+++ GIVEN ENTRIES +++

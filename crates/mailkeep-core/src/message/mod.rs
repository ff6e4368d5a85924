//! Single-table message persistence.
//!
//! The current persistence protocol: one row per ingested message, with
//! a uniqueness constraint on the source identifier so the dedup lookup
//! has a backstop.

mod model;
mod repository;

pub use model::StoredMessage;
pub use repository::MessageRepository;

+++

- REQUIREMENT: Go through the entries and repeat each one exactly.

- EXERCISE SOLUTION:
filename crates/mailkeep-core/src/message/mod.rs
repository ff6e4368d5a85924
//! Single-table message persistence.
//!
//! The current persistence protocol: one row per ingested message, with
//! a uniqueness constraint on the source identifier so the dedup lookup
//! has a backstop.

mod model;
mod repository;

pub use model::StoredMessage;
pub use repository::MessageRepository;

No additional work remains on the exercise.